Évaluation de la sécurité des implants de facteur neurotrophique ciliaire dans l'œil

La rétinite pigmentaire (RP) est un groupe de maladies dégénératives incurables de la rétine qui ont une étiologie moléculaire complexe. Environ 100 000 Américains souffrent de PR dégénérative rétinienne héréditaire. Plus de 100 mutations induisant la RP ont été identifiées dans plusieurs gènes dont : la rhodopsine, le pigment visuel en forme de bâtonnet ; la périphérine, une protéine de structure membranaire ; et PDEB, la sous-unité bêta de la phosphodiestérase GMP cyclique en bâtonnets (cGMP). Cependant, le génotype est inconnu pour la majorité des patients. Malgré cette hétérogénéité génétique, il existe généralement un schéma commun de perte de vision chez les patients atteints de RP. En règle générale, les patients éprouvent des troubles de la vision nocturne au début de la vie en raison de la dégénérescence des photorécepteurs en bâtonnets. Les photorécepteurs coniques restants deviennent leur pilier de la vision, mais au fil des années et des décennies, les cônes dégénèrent lentement, conduisant à la cécité. Ces deux phases de dégénérescence de la vie visuelle d'un patient RP peuvent impliquer différents mécanismes pathogènes sous-jacents. Quels que soient les défauts causaux initiaux, les résultats finaux sont la dégénérescence des photorécepteurs. Cette voie pathogénique commune fournit une cible pour une intervention thérapeutique.

À ce jour, il existe peu de traitements efficaces disponibles pour les troubles dégénératifs rétiniens. Un défi majeur est de délivrer des agents thérapeutiques potentiels à l'arrière de l'œil, en particulier à la rétine. La barrière hémato-oculaire empêche la pénétration d'une variété de molécules dans la rétine neurosensorielle d'une manière similaire à l'action de la barrière hémato-encéphalique, qui existe entre le système nerveux central et la circulation systémique. Pour surmonter ce défi, Neurotech USA, Inc. (Neurotech) a développé la technologie des cellules encapsulées (ECT), en particulier les NT-501-10 et NT-501-6A.02 dispositifs, pour permettre une délivrance contrôlée et soutenue d'agents thérapeutiques directement dans les fluides intra-oculaires et offrant ainsi un accès direct à la rétine. L'ECT utilise des cellules encapsulées dans un dispositif polymère semi-perméable qui sécrète des facteurs thérapeutiques directement dans le vitré. De plus, les appareils ECT peuvent être récupérés, offrant un niveau de sécurité supplémentaire.
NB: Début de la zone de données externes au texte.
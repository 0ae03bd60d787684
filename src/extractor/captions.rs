// src/extractor/captions.rs

//! WebVTT / SRT to plain text.

use regex::Regex;
use std::sync::LazyLock;

static TAG_RE: LazyLock<Regex> = LazyLock::new(|| Regex::new(r"<[^>]*>").unwrap());
static TIMESTAMP_RE: LazyLock<Regex> = LazyLock::new(|| Regex::new(r"^\d{1,2}:\d{2}(:\d{2})?([.,]\d{1,3})?").unwrap());
static CUE_NUMBER_RE: LazyLock<Regex> = LazyLock::new(|| Regex::new(r"^\d+$").unwrap());
static SPACES_RE: LazyLock<Regex> = LazyLock::new(|| Regex::new(r"\s+").unwrap());

/// Block headers that never carry spoken text.
const NON_CUE_BLOCKS: &[&str] = &["WEBVTT", "NOTE", "STYLE", "REGION"];

/// Converts a caption file to one line per cue, in source order. Timing
/// lines, cue identifiers, header/NOTE/STYLE blocks and inline markup are
/// dropped; a cue's own line breaks are folded into single spaces.
pub fn parse_captions(content: &str) -> String {
    let content = content.trim_start_matches('\u{feff}').replace("\r\n", "\n").replace('\r', "\n");
    let mut out: Vec<String> = Vec::new();

    for block in content.split("\n\n") {
        let lines: Vec<&str> = block.lines().map(str::trim).filter(|l| !l.is_empty()).collect();
        let Some(first) = lines.first() else { continue };
        if NON_CUE_BLOCKS.iter().any(|h| first.starts_with(h)) {
            continue;
        }

        let text_lines = match lines.iter().position(|l| is_timing_line(l)) {
            Some(idx) => &lines[idx + 1..],
            // no timing line: tolerate files with cue text but malformed timings
            None => {
                let start = usize::from(CUE_NUMBER_RE.is_match(first));
                &lines[start..]
            }
        };

        let cue = text_lines
            .iter()
            .filter(|l| !l.contains("-->"))
            .map(|l| clean_line(l))
            .filter(|l| !l.is_empty())
            .collect::<Vec<_>>()
            .join(" ");
        if cue.is_empty() {
            continue;
        }
        out.push(cue);
    }
    out.join("\n")
}

fn is_timing_line(line: &str) -> bool {
    line.contains("-->") || TIMESTAMP_RE.is_match(line)
}

fn clean_line(line: &str) -> String {
    let stripped = TAG_RE.replace_all(line, "");
    let decoded = stripped
        .replace("&nbsp;", " ")
        .replace("&lt;", "<")
        .replace("&gt;", ">")
        .replace("&quot;", "\"")
        .replace("&#39;", "'")
        .replace("&amp;", "&");
    SPACES_RE.replace_all(decoded.trim(), " ").into_owned()
}
// src/pipeline/auth.rs

use crate::{
    browser::{BrowserDriver, PageSession, evaluate_into, scripts},
    config::{
        AppConfig,
        session::{AuthenticatedContext, SessionStore},
    },
    constants,
    error::*,
    symbols, ui, utils,
};
use colored::Colorize;
use log::{debug, info, warn};
use serde::Deserialize;
use std::time::Duration;
use tokio::{sync::mpsc, time::Instant};

const LOGIN_POLL_INTERVAL: Duration = Duration::from_secs(2);

#[derive(Debug, Deserialize, Default)]
#[serde(default, rename_all = "camelCase")]
struct LoginState {
    has_canvas_dom: bool,
}

/// An authenticated course page: inside `/courses/`, off every SSO host, and
/// either not titled "login" or visibly rendering the Canvas shell.
pub fn looks_authenticated(url: &str, title: &str, has_canvas_dom: bool) -> bool {
    url.contains(constants::canvas::COURSES_PATH)
        && !utils::is_login_url(url)
        && (!title.to_lowercase().contains("login") || has_canvas_dom)
}

async fn page_is_authenticated(page: &dyn PageSession) -> AppResult<bool> {
    let url = page.current_url().await?;
    let title = page.title().await.unwrap_or_default();
    if !url.contains(constants::canvas::COURSES_PATH) || utils::is_login_url(&url) {
        return Ok(false);
    }
    let state: LoginState = evaluate_into(page, "login state", scripts::LOGIN_STATE)
        .await
        .unwrap_or_default();
    Ok(looks_authenticated(&url, &title, state.has_canvas_dom))
}

/// Returns a validated session, running the interactive login when the saved
/// one is missing, stale or rejected. A fresh login is saved before returning.
pub async fn ensure_authenticated(
    driver: &dyn BrowserDriver,
    store: &SessionStore,
    config: &AppConfig,
    probe_url: &str,
) -> AppResult<AuthenticatedContext> {
    match store.load()? {
        Some(ctx) if ctx.is_expired(config.session_max_age) => {
            info!("Saved session from {} is older than {:?}", ctx.saved_at, config.session_max_age);
            println!("{} Saved session has expired, please log in again.", *symbols::WARN);
        }
        Some(ctx) => {
            if store.is_valid(&ctx, driver, probe_url).await? {
                println!("{} Loaded session from {}", *symbols::OK, store.path().display());
                return Ok(ctx);
            }
            println!("{} Saved session is invalid, please log in again.", *symbols::WARN);
        }
        None => debug!("No saved session"),
    }

    if config.headless {
        warn!("Login required but the browser is headless");
        return Err(AppError::AuthInvalid);
    }

    wait_for_login(driver, probe_url, config.login_timeout).await?;
    let ctx = AuthenticatedContext::new(driver.cookies().await?);
    store.save(&ctx)?;
    println!("{} Session saved to {}", *symbols::OK, store.path().display());
    Ok(ctx)
}

/// Opens `url` in the visible browser and waits for the operator to finish
/// SSO/MFA. Checks every two seconds and whenever Enter is pressed; `q`
/// gives up.
pub async fn wait_for_login(driver: &dyn BrowserDriver, url: &str, timeout: Duration) -> AppResult<()> {
    let mut input = stdin_lines();
    wait_for_login_with(driver, url, timeout, &mut input).await
}

/// [`wait_for_login`] reading operator input from `input`. A closed channel
/// counts as the operator quitting.
pub async fn wait_for_login_with(
    driver: &dyn BrowserDriver,
    url: &str,
    timeout: Duration,
    input: &mut mpsc::UnboundedReceiver<String>,
) -> AppResult<()> {
    let page = driver.new_page().await?;
    if let Err(e) = page.goto(url).await {
        // SSO pages often never fire a clean load event
        debug!("Login page navigation: {}", e);
    }

    ui::box_message(
        "Login required",
        &[
            "Log in to Canvas in the browser window (SSO / MFA).",
            &format!("Press Enter once the course page is showing, or 'q' to quit. Waiting up to {}s.", timeout.as_secs()),
        ],
        |s| s.cyan(),
    );

    let deadline = Instant::now() + timeout;
    let mut ticker = tokio::time::interval(LOGIN_POLL_INTERVAL);

    let result = loop {
        tokio::select! {
            _ = tokio::time::sleep_until(deadline) => {
                break Err(AppError::Timeout(format!("login was not completed within {}s", timeout.as_secs())));
            }
            _ = ticker.tick() => {
                if page_is_authenticated(page.as_ref()).await.unwrap_or(false) {
                    break Ok(());
                }
            }
            line = input.recv() => {
                match line {
                    Some(l) if l.trim().eq_ignore_ascii_case("q") => break Err(AppError::UserInterrupt),
                    None => break Err(AppError::UserInterrupt),
                    Some(_) => {
                        if page_is_authenticated(page.as_ref()).await.unwrap_or(false) {
                            break Ok(());
                        }
                        println!("{} {}", *symbols::WARN, "Not on a Canvas course page yet, keep going.".yellow());
                    }
                }
            }
        }
    };

    if let Err(e) = page.close().await {
        debug!("Closing login page failed: {}", e);
    }
    if result.is_ok() {
        println!("{} Login detected.", *symbols::OK);
        info!("Interactive login completed");
    }
    result
}

/// Stdin lines from a detached thread. The runtime does not wait for plain
/// threads on shutdown, so a pending read never holds the process open.
fn stdin_lines() -> mpsc::UnboundedReceiver<String> {
    let (tx, rx) = mpsc::unbounded_channel();
    std::thread::spawn(move || {
        let mut line = String::new();
        loop {
            line.clear();
            match std::io::stdin().read_line(&mut line) {
                Ok(0) | Err(_) => break,
                Ok(_) => {
                    if tx.send(line.clone()).is_err() {
                        break;
                    }
                }
            }
        }
    });
    rx
}
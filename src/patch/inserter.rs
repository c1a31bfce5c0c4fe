//! Single-slice load-command insertion.
//!
//! The inserter appends a dylib-load command to the end of a slice's
//! load-command table. When the header padding between the table and the
//! first file content is large enough, the command is written in place and
//! no other byte of the file moves. Otherwise the file content is shifted
//! forward and every recorded file offset that points past the insertion
//! point is adjusted in one explicit pass over the known offset fields.

use tracing::{debug, warn};
use zerocopy::{FromBytes, IntoBytes};

use super::{LoadKind, SliceOutcome};
use crate::error::{Error, Result};
use crate::macho::*;
use crate::util::{align_up, read_u32_at, read_u64_at, write_u32_at, write_u64_at, Endian};

// =============================================================================
// Offset Field Inventory
// =============================================================================

/// One file-offset field recorded in a load command.
///
/// `at` is the absolute offset of the field within the slice; `wide` selects
/// u64 vs u32 storage. Only active fields (guarded by their count/size
/// sibling) are inventoried, so shifting can treat the list uniformly.
#[derive(Debug, Clone, Copy)]
struct OffsetField {
    at: usize,
    wide: bool,
}

impl OffsetField {
    fn load(&self, data: &[u8], endian: Endian) -> u64 {
        if self.wide {
            read_u64_at(data, self.at, endian)
        } else {
            read_u32_at(data, self.at, endian) as u64
        }
    }

    fn store(&self, data: &mut [u8], endian: Endian, value: u64) -> Result<()> {
        if self.wide {
            write_u64_at(data, self.at, value, endian);
        } else {
            if value > u32::MAX as u64 {
                return Err(Error::OffsetOverflow {
                    field_offset: self.at,
                    value,
                });
            }
            write_u32_at(data, self.at, value as u32, endian);
        }
        Ok(())
    }
}

/// Requires that a command is at least `needed` bytes long.
fn require_len(entry: &CommandRef<'_>, needed: usize) -> Result<()> {
    if (entry.cmdsize as usize) < needed {
        return Err(Error::BadCommandSize {
            offset: entry.offset,
            cmdsize: entry.cmdsize,
        });
    }
    Ok(())
}

/// Inventories every active file-offset field in the slice's load commands.
///
/// This is the single source of truth for "which fields reference absolute
/// file offsets": the fast-path gap computation and the general shifting
/// path both consume it, so an offset that is considered when measuring free
/// space is guaranteed to be adjusted when content moves.
fn collect_offset_fields(view: &SliceView<'_>) -> Result<Vec<OffsetField>> {
    let endian = view.header.endian;
    let data = view.data;
    let mut fields = Vec::new();

    for entry in view.commands() {
        let entry = entry?;
        let base = entry.offset;
        match entry.cmd {
            LC_SEGMENT => {
                require_len(&entry, SegmentCommand32::SIZE)?;
                // fileoff at 32, filesize at 36, nsects at 48
                if read_u32_at(data, base + 32, endian) != 0 {
                    fields.push(OffsetField {
                        at: base + 32,
                        wide: false,
                    });
                }
                let nsects = read_u32_at(data, base + 48, endian) as usize;
                require_len(&entry, SegmentCommand32::SIZE + nsects * Section32::SIZE)?;
                for i in 0..nsects {
                    let sect = base + SegmentCommand32::SIZE + i * Section32::SIZE;
                    // offset at 40, reloff at 48, nreloc at 52
                    if read_u32_at(data, sect + 40, endian) != 0 {
                        fields.push(OffsetField {
                            at: sect + 40,
                            wide: false,
                        });
                    }
                    if read_u32_at(data, sect + 52, endian) != 0 {
                        fields.push(OffsetField {
                            at: sect + 48,
                            wide: false,
                        });
                    }
                }
            }
            LC_SEGMENT_64 => {
                require_len(&entry, SegmentCommand64::SIZE)?;
                // fileoff at 40, filesize at 48, nsects at 64
                if read_u64_at(data, base + 40, endian) != 0 {
                    fields.push(OffsetField {
                        at: base + 40,
                        wide: true,
                    });
                }
                let nsects = read_u32_at(data, base + 64, endian) as usize;
                require_len(&entry, SegmentCommand64::SIZE + nsects * Section64::SIZE)?;
                for i in 0..nsects {
                    let sect = base + SegmentCommand64::SIZE + i * Section64::SIZE;
                    // offset at 48, reloff at 56, nreloc at 60
                    if read_u32_at(data, sect + 48, endian) != 0 {
                        fields.push(OffsetField {
                            at: sect + 48,
                            wide: false,
                        });
                    }
                    if read_u32_at(data, sect + 60, endian) != 0 {
                        fields.push(OffsetField {
                            at: sect + 56,
                            wide: false,
                        });
                    }
                }
            }
            LC_SYMTAB => {
                require_len(&entry, 24)?;
                // symoff/nsyms at 8/12, stroff/strsize at 16/20
                if read_u32_at(data, base + 12, endian) != 0 {
                    fields.push(OffsetField {
                        at: base + 8,
                        wide: false,
                    });
                }
                if read_u32_at(data, base + 20, endian) != 0 {
                    fields.push(OffsetField {
                        at: base + 16,
                        wide: false,
                    });
                }
            }
            LC_DYSYMTAB => {
                require_len(&entry, 80)?;
                // offset/count pairs: toc (32/36), modtab (40/44),
                // extrefsym (48/52), indirectsym (56/60), extrel (64/68),
                // locrel (72/76)
                for (off, count) in [(32, 36), (40, 44), (48, 52), (56, 60), (64, 68), (72, 76)] {
                    if read_u32_at(data, base + count, endian) != 0 {
                        fields.push(OffsetField {
                            at: base + off,
                            wide: false,
                        });
                    }
                }
            }
            LC_DYLD_INFO | LC_DYLD_INFO_ONLY => {
                require_len(&entry, 48)?;
                // offset/size pairs: rebase (8/12), bind (16/20),
                // weak_bind (24/28), lazy_bind (32/36), export (40/44)
                for (off, size) in [(8, 12), (16, 20), (24, 28), (32, 36), (40, 44)] {
                    if read_u32_at(data, base + size, endian) != 0 {
                        fields.push(OffsetField {
                            at: base + off,
                            wide: false,
                        });
                    }
                }
            }
            LC_CODE_SIGNATURE
            | LC_SEGMENT_SPLIT_INFO
            | LC_FUNCTION_STARTS
            | LC_DATA_IN_CODE
            | LC_DYLD_EXPORTS_TRIE
            | LC_DYLD_CHAINED_FIXUPS
            | LC_LINKER_OPTIMIZATION_HINT => {
                require_len(&entry, 16)?;
                // dataoff at 8, datasize at 12
                if read_u32_at(data, base + 12, endian) != 0 {
                    fields.push(OffsetField {
                        at: base + 8,
                        wide: false,
                    });
                }
            }
            LC_ENCRYPTION_INFO | LC_ENCRYPTION_INFO_64 => {
                require_len(&entry, 20)?;
                // cryptoff at 8, cryptsize at 12
                if read_u32_at(data, base + 12, endian) != 0 {
                    fields.push(OffsetField {
                        at: base + 8,
                        wide: false,
                    });
                }
            }
            LC_MAIN => {
                require_len(&entry, 16)?;
                // entryoff at 8 (u64 file offset of the entry point)
                fields.push(OffsetField {
                    at: base + 8,
                    wide: true,
                });
            }
            _ => {}
        }
    }

    Ok(fields)
}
Des études histopathologiques ont démontré la possibilité d'utiliser des facteurs de croissance, des facteurs neurotrophiques et des cytokines comme thérapeutiques pour la RP. Plus précisément, le facteur neurotrophique ciliaire (CNTF) s'est avéré être le plus efficace pour réduire la dégénérescence rétinienne. Par conséquent, l'utilisation de NT-501-10 et NT-501-6A.02 implantés dispositifs, qui sécrètent du CNTF dans la rétine, peuvent être bénéfiques chez les patients atteints de RP et d'autres maladies dégénératives rétiniennes.

Cette étude pilote évaluera l'innocuité ophtalmique et systémique, et dans une certaine mesure l'efficacité, des nouveaux intra-oculaires NT-501-10 et NT-501-6A.02 implants chez les patients atteints de RP et d'une mauvaise acuité visuelle d'un œil. L'objectif principal de l'étude est d'évaluer la sécurité des NT-501-10 et NT-501-6A.02 les implants. Les critères de jugement secondaires incluront l'échelle cellulaire de la chambre antérieure et le classement du trouble vitré pour mesurer l'inflammation, qui peut être causée par l'implant. D'autres critères de jugement secondaires liés aux performances potentielles du produit sont l'acuité visuelle, les champs visuels, les électrorétinogrammes (ERG) et la tomographie par cohérence optique (OCT3) pour déterminer l'épaisseur de la rétine.